Further, in the preparation method of the ultrathin heat-conducting adhesive tape, the nano heat-conducting ceramic filler is nano aluminum oxide.
In the preparation method of the ultrathin heat-conducting adhesive tape, the epoxy cross-linking agent is glycidyl methacrylate.
Further, in the preparation method of the ultrathin heat-conducting adhesive tape, the coating thickness of the finished glue on each surface of the PET film is 1.7 micrometers; the thickness of the PET film was 1.5. Mu.m.
The invention has the beneficial effects that: in the existing heat-conducting adhesive, carbon nanotubes are added into a high-molecular polymer, but the cost of the carbon nanotubes is high, and when the addition amount is too large, the heat-conducting adhesiveness is reduced.

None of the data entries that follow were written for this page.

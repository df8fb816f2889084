//! Host (device) management operations.

use falcon_types::{EndpointDescriptor, ParamKind};

const GROUP: &str = "hosts";

pub(crate) fn endpoints() -> Vec<EndpointDescriptor> {
    vec![
        EndpointDescriptor::new(
            "PerformActionV2",
            "POST",
            "/devices/entities/devices-actions/v2",
            "Take various actions on the hosts in your environment, such as \
             containing or lifting containment",
            GROUP,
        )
        .query("action_name", ParamKind::String, true)
        .json_body(true),
        EndpointDescriptor::new(
            "GetDeviceDetails",
            "GET",
            "/devices/entities/devices/v1",
            "Get details on one or more hosts by providing agent IDs (AID)",
            GROUP,
        )
        .query_multi("ids", true),
        EndpointDescriptor::new(
            "QueryDevicesByFilterScroll",
            "GET",
            "/devices/queries/devices-scroll/v1",
            "Search for hosts in your environment with continuous pagination \
             capability",
            GROUP,
        )
        .query("offset", ParamKind::String, false)
        .query("limit", ParamKind::Integer, false)
        .query("sort", ParamKind::String, false)
        .query("filter", ParamKind::String, false),
        EndpointDescriptor::new(
            "QueryDevicesByFilter",
            "GET",
            "/devices/queries/devices/v1",
            "Search for hosts in your environment by platform, hostname, IP, \
             and other criteria",
            GROUP,
        )
        .query("offset", ParamKind::Integer, false)
        .query("limit", ParamKind::Integer, false)
        .query("sort", ParamKind::String, false)
        .query("filter", ParamKind::String, false),
    ]
}
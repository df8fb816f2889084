//! Static descriptions of documented API operations.
//!
//! An [`EndpointDescriptor`] is the single source of truth for how one
//! operation is called: HTTP method, path template, and the parameters it
//! accepts. Descriptors are declared once in the endpoint catalog and never
//! mutated afterwards.

use std::fmt;

use serde::{Deserialize, Serialize};

/// Where a declared parameter is placed in the outbound request.
#[derive(Debug, Clone, Copy, PartialEq, Eq, Serialize, Deserialize)]
#[serde(rename_all = "lowercase")]
pub enum ParamLocation {
    /// Appended to the URL query string.
    Query,
    /// Substituted into a `{}` placeholder of the path template.
    Path,
    /// Sent as the request body.
    Body,
}

impl fmt::Display for ParamLocation {
    fn fmt(&self, f: &mut fmt::Formatter<'_>) -> fmt::Result {
        f.write_str(match self {
            Self::Query => "query",
            Self::Path => "path",
            Self::Body => "body",
        })
    }
}

/// Declared value shape of a parameter, as documented by the API.
#[derive(Debug, Clone, Copy, PartialEq, Eq, Default, Serialize, Deserialize)]
#[serde(rename_all = "lowercase")]
pub enum ParamKind {
    /// Plain string value.
    #[default]
    String,
    /// Integer value (offsets, limits).
    Integer,
    /// Boolean value.
    Boolean,
    /// List of values; serialization is governed by [`CollectionFormat`].
    Array,
    /// Structured JSON payload (body parameters only).
    Json,
    /// Opaque byte payload for upload operations (body parameters only).
    Binary,
}

/// How an array-valued query parameter is rendered on the wire.
#[derive(Debug, Clone, Copy, PartialEq, Eq, Default, Serialize, Deserialize)]
#[serde(rename_all = "lowercase")]
pub enum CollectionFormat {
    /// Single pair with comma-joined values (`ids=a,b`).
    #[default]
    Csv,
    /// Repeated pairs, one per element (`ids=a&ids=b`).
    Multi,
}

/// Declares one accepted parameter of an API operation.
#[derive(Debug, Clone, PartialEq, Serialize, Deserialize)]
pub struct ParameterSpec {
    /// Name callers use in the argument map (for body parameters, `body`).
    pub name: String,
    /// Request location this parameter is routed to.
    pub location: ParamLocation,
    /// Whether omitting this parameter fails the call before any network use.
    pub required: bool,
    /// Declared value shape.
    #[serde(default)]
    pub kind: ParamKind,
    /// Array rendering style; only meaningful for query arrays.
    #[serde(default)]
    pub collection_format: CollectionFormat,
}

/// Describes one documented API operation.
#[derive(Debug, Clone, PartialEq, Serialize, Deserialize)]
pub struct EndpointDescriptor {
    /// Stable operation identifier, unique across the whole catalog.
    pub operation_id: String,
    /// HTTP method (GET, POST, PATCH, DELETE).
    pub method: String,
    /// URL path, possibly containing positional `{}` placeholders.
    pub path_template: String,
    /// Short human-readable summary from the API documentation.
    #[serde(default)]
    pub description: String,
    /// Resource group the operation belongs to (e.g. `hosts`).
    #[serde(default)]
    pub resource_group: String,
    /// Accepted parameters in declaration order.
    #[serde(default)]
    pub parameters: Vec<ParameterSpec>,
}

impl EndpointDescriptor {
    /// Creates a descriptor with no parameters; chain the builder methods to
    /// declare them in wire order.
    pub fn new(
        operation_id: &str,
        method: &str,
        path_template: &str,
        description: &str,
        resource_group: &str,
    ) -> Self {
        Self {
            operation_id: operation_id.to_string(),
            method: method.to_string(),
            path_template: path_template.to_string(),
            description: description.to_string(),
            resource_group: resource_group.to_string(),
            parameters: Vec::new(),
        }
    }

    /// Declares a scalar query parameter.
    pub fn query(mut self, name: &str, kind: ParamKind, required: bool) -> Self {
        self.parameters.push(ParameterSpec {
            name: name.to_string(),
            location: ParamLocation::Query,
            required,
            kind,
            collection_format: CollectionFormat::Csv,
        });
        self
    }

    /// Declares an array query parameter serialized as repeated pairs.
    pub fn query_multi(mut self, name: &str, required: bool) -> Self {
        self.parameters.push(ParameterSpec {
            name: name.to_string(),
            location: ParamLocation::Query,
            required,
            kind: ParamKind::Array,
            collection_format: CollectionFormat::Multi,
        });
        self
    }

    /// Declares a path parameter filling the next `{}` placeholder.
    /// Path parameters are always required.
    pub fn path_param(mut self, name: &str) -> Self {
        self.parameters.push(ParameterSpec {
            name: name.to_string(),
            location: ParamLocation::Path,
            required: true,
            kind: ParamKind::String,
            collection_format: CollectionFormat::Csv,
        });
        self
    }

    /// Declares a structured JSON body.
    pub fn json_body(mut self, required: bool) -> Self {
        self.parameters.push(ParameterSpec {
            name: "body".to_string(),
            location: ParamLocation::Body,
            required,
            kind: ParamKind::Json,
            collection_format: CollectionFormat::Csv,
        });
        self
    }

    /// Declares an opaque byte body for upload operations.
    pub fn raw_body(mut self, required: bool) -> Self {
        self.parameters.push(ParameterSpec {
            name: "body".to_string(),
            location: ParamLocation::Body,
            required,
            kind: ParamKind::Binary,
            collection_format: CollectionFormat::Csv,
        });
        self
    }

    /// The body parameter, if the operation declares one.
    pub fn body_param(&self) -> Option<&ParameterSpec> {
        self.parameters
            .iter()
            .find(|p| p.location == ParamLocation::Body)
    }

    /// Path parameters in declaration order.
    pub fn path_params(&self) -> impl Iterator<Item = &ParameterSpec> {
        self.parameters
            .iter()
            .filter(|p| p.location == ParamLocation::Path)
    }

    /// Query parameters in declaration order.
    pub fn query_params(&self) -> impl Iterator<Item = &ParameterSpec> {
        self.parameters
            .iter()
            .filter(|p| p.location == ParamLocation::Query)
    }
}
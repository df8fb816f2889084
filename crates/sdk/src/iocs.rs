//! Custom indicator-of-compromise observations.
//!
//! The indicator CRUD endpoints this collection once offered were removed
//! from the cloud. Those methods stay on the façade and answer locally with
//! a canned error envelope naming their replacements, so existing callers
//! fail loudly instead of hitting dead routes.

use falcon_api::FalconClient;
use falcon_types::{CallArgs, DispatchError, Params, ResultEnvelope};

use crate::dispatch::{deprecation_result, dispatch};

/// Operations on custom IOC observations.
#[derive(Debug, Clone)]
pub struct Iocs {
    client: FalconClient,
}

impl Iocs {
    /// Creates the façade over a configured client.
    pub fn new(client: FalconClient) -> Self {
        Self { client }
    }

    /// Number of hosts in your customer account that have observed a given
    /// custom IOC.
    pub async fn devices_count(
        &self,
        parameters: Option<Params>,
    ) -> Result<ResultEnvelope, DispatchError> {
        dispatch(&self.client, "DevicesCount", CallArgs::parameters(parameters)).await
    }

    /// Find hosts that have observed a given custom IOC.
    pub async fn devices_ran_on(
        &self,
        parameters: Option<Params>,
    ) -> Result<ResultEnvelope, DispatchError> {
        dispatch(&self.client, "DevicesRanOn", CallArgs::parameters(parameters)).await
    }

    /// Search for processes associated with a custom IOC on a device.
    pub async fn processes_ran_on(
        &self,
        parameters: Option<Params>,
    ) -> Result<ResultEnvelope, DispatchError> {
        dispatch(
            &self.client,
            "ProcessesRanOn",
            CallArgs::parameters(parameters),
        )
        .await
    }

    /// For the provided process ID, retrieve the process details.
    pub async fn entities_processes(
        &self,
        parameters: Option<Params>,
    ) -> Result<ResultEnvelope, DispatchError> {
        dispatch(
            &self.client,
            "entities_processes",
            CallArgs::parameters(parameters),
        )
        .await
    }

    /// Formerly retrieved an IOC. The endpoint was removed from the cloud;
    /// use the `indicator_get_v1` operation of the IOC management API.
    pub async fn get_ioc(
        &self,
        _parameters: Option<Params>,
    ) -> Result<ResultEnvelope, DispatchError> {
        Ok(deprecation_result(
            "GetIOC has been removed from the cloud. Use the indicator_get_v1 \
             operation of the IOC management API to perform this action.",
        ))
    }

    /// Formerly created an IOC. The endpoint was removed from the cloud;
    /// use the `indicator_create_v1` operation of the IOC management API.
    pub async fn create_ioc(
        &self,
        _body: serde_json::Value,
    ) -> Result<ResultEnvelope, DispatchError> {
        Ok(deprecation_result(
            "CreateIOC has been removed from the cloud. Use the indicator_create_v1 \
             operation of the IOC management API to perform this action.",
        ))
    }

    /// Formerly deleted an IOC. The endpoint was removed from the cloud;
    /// use the `indicator_delete_v1` operation of the IOC management API.
    pub async fn delete_ioc(
        &self,
        _parameters: Option<Params>,
    ) -> Result<ResultEnvelope, DispatchError> {
        Ok(deprecation_result(
            "DeleteIOC has been removed from the cloud. Use the indicator_delete_v1 \
             operation of the IOC management API to perform this action.",
        ))
    }

    /// Formerly updated an IOC. The endpoint was removed from the cloud;
    /// use the `indicator_update_v1` operation of the IOC management API.
    pub async fn update_ioc(
        &self,
        _parameters: Option<Params>,
        _body: serde_json::Value,
    ) -> Result<ResultEnvelope, DispatchError> {
        Ok(deprecation_result(
            "UpdateIOC has been removed from the cloud. Use the indicator_update_v1 \
             operation of the IOC management API to perform this action.",
        ))
    }

    /// Formerly searched IOCs. The endpoint was removed from the cloud; use
    /// the `indicator_search_v1` operation of the IOC management API.
    pub async fn query_iocs(
        &self,
        _parameters: Option<Params>,
    ) -> Result<ResultEnvelope, DispatchError> {
        Ok(deprecation_result(
            "QueryIOCs has been removed from the cloud. Use the indicator_search_v1 \
             operation of the IOC management API to perform this action.",
        ))
    }
}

In addition, there are also nano ceramic heat conductive fillers added to high molecular polymers, but the amount of the nano ceramic heat conductive fillers added is limited in the same way. The phenomenon of 'clustering' which is easy to occur when a large amount of nano materials are added, and the nano materials are not easy to disperse into a uniform heat conduction continuous phase in a polymer. According to the invention, the heat conducting components in the existing heat conducting adhesive are combined, namely, the heat conducting agent combination of the nano heat conducting ceramic filler, the nano silicon dioxide and the carbon nano tube is added into the high-molecular polymer, so that the obtained heat conducting adhesive has good heat conducting effect and high viscosity. The nano silicon dioxide improves the heat conduction performance, simultaneously improves the curing rate, improves the bonding effect and simultaneously increases the sealing performance of the adhesive. The carbon nano tube and the nano aluminum oxide are filled in a network structure formed by terpene phenol resin (high adhesive force, high cohesive force, high heat resistance and aging resistance) and petroleum resin (tackifying) resin with high softening point and nano silicon dioxide, so that the thermal conductivity of the adhesive tape is improved and the bonding effect is improved.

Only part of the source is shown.